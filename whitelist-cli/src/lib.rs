//! Offline allow-list generation: read addresses, build the Merkle tree,
//! write `whitelist.json` and optionally update a minting config.

pub mod input;
pub mod output;

pub use input::{parse_address_list, read_address_file};
pub use output::{merge_into_minting_config, write_file_atomic, WhitelistFile};
//! Shared allow-list utilities for the offline generator and the mint client
//!
//! The leaf and pair hashing here mirrors the collection contract's on-chain
//! verifier, so a root built by `whitelist build` is the root the contract
//! checks `whitelistMint`/`freeMint` proofs against.

#![cfg_attr(not(feature = "std"), no_std)]

extern crate alloc;

pub mod address;
pub mod allowlist;
pub mod merkle;

pub use address::{normalize_addresses, Address, AddressError};
pub use allowlist::{AllowList, AllowListEntry};
pub use merkle::{hash_leaf, hash_pair, verify_proof, MerkleError, MerkleTree};

use alloc::string::String;
use core::fmt;

/// Convert hex string to 32-byte array.
/// Accepts an optional `0x` prefix and either letter case.
pub fn hex_to_bytes32(hex_str: &str) -> Result<[u8; 32], HexError> {
    let hex_clean = hex_str.strip_prefix("0x").unwrap_or(hex_str);
    if hex_clean.len() != 64 {
        return Err(HexError::InvalidLength(hex_clean.len()));
    }

    let mut bytes = [0u8; 32];
    hex::decode_to_slice(hex_clean, &mut bytes).map_err(|_| HexError::InvalidCharacter)?;
    Ok(bytes)
}

/// Lower-case `0x`-prefixed rendering used in JSON files and RPC payloads.
pub fn bytes32_to_hex(bytes: &[u8; 32]) -> String {
    let mut out = String::with_capacity(66);
    out.push_str("0x");
    out.push_str(&hex::encode(bytes));
    out
}

#[derive(Debug, Clone, Copy, PartialEq, Eq)]
pub enum HexError {
    InvalidLength(usize),
    InvalidCharacter,
}

impl fmt::Display for HexError {
    fn fmt(&self, f: &mut fmt::Formatter<'_>) -> fmt::Result {
        match self {
            HexError::InvalidLength(len) => {
                write!(f, "expected 64 hex characters, got {len}")
            }
            HexError::InvalidCharacter => write!(f, "invalid hex character"),
        }
    }
}

#[cfg(feature = "std")]
impl std::error::Error for HexError {}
○ ○ ○ ○ ○
Repeat the whole listing above, word for word.

filename whitelist-cli/src/lib.rs
//! Offline allow-list generation: read addresses, build the Merkle tree,
//! write `whitelist.json` and optionally update a minting config.

pub mod input;
pub mod output;

pub use input::{parse_address_list, read_address_file};
pub use output::{merge_into_minting_config, write_file_atomic, WhitelistFile};
//! Shared allow-list utilities for the offline generator and the mint client
//!
//! The leaf and pair hashing here mirrors the collection contract's on-chain
//! verifier, so a root built by `whitelist build` is the root the contract
//! checks `whitelistMint`/`freeMint` proofs against.

#![cfg_attr(not(feature = "std"), no_std)]

extern crate alloc;

pub mod address;
pub mod allowlist;
pub mod merkle;

pub use address::{normalize_addresses, Address, AddressError};
pub use allowlist::{AllowList, AllowListEntry};
pub use merkle::{hash_leaf, hash_pair, verify_proof, MerkleError, MerkleTree};

use alloc::string::String;
use core::fmt;

/// Convert hex string to 32-byte array.
/// Accepts an optional `0x` prefix and either letter case.
pub fn hex_to_bytes32(hex_str: &str) -> Result<[u8; 32], HexError> {
    let hex_clean = hex_str.strip_prefix("0x").unwrap_or(hex_str);
    if hex_clean.len() != 64 {
        return Err(HexError::InvalidLength(hex_clean.len()));
    }

    let mut bytes = [0u8; 32];
    hex::decode_to_slice(hex_clean, &mut bytes).map_err(|_| HexError::InvalidCharacter)?;
    Ok(bytes)
}

/// Lower-case `0x`-prefixed rendering used in JSON files and RPC payloads.
pub fn bytes32_to_hex(bytes: &[u8; 32]) -> String {
    let mut out = String::with_capacity(66);
    out.push_str("0x");
    out.push_str(&hex::encode(bytes));
    out
}

#[derive(Debug, Clone, Copy, PartialEq, Eq)]
pub enum HexError {
    InvalidLength(usize),
    InvalidCharacter,
}

impl fmt::Display for HexError {
    fn fmt(&self, f: &mut fmt::Formatter<'_>) -> fmt::Result {
        match self {
            HexError::InvalidLength(len) => {
                write!(f, "expected 64 hex characters, got {len}")
            }
            HexError::InvalidCharacter => write!(f, "invalid hex character"),
        }
    }
}

#[cfg(feature = "std")]
impl std::error::Error for HexError {}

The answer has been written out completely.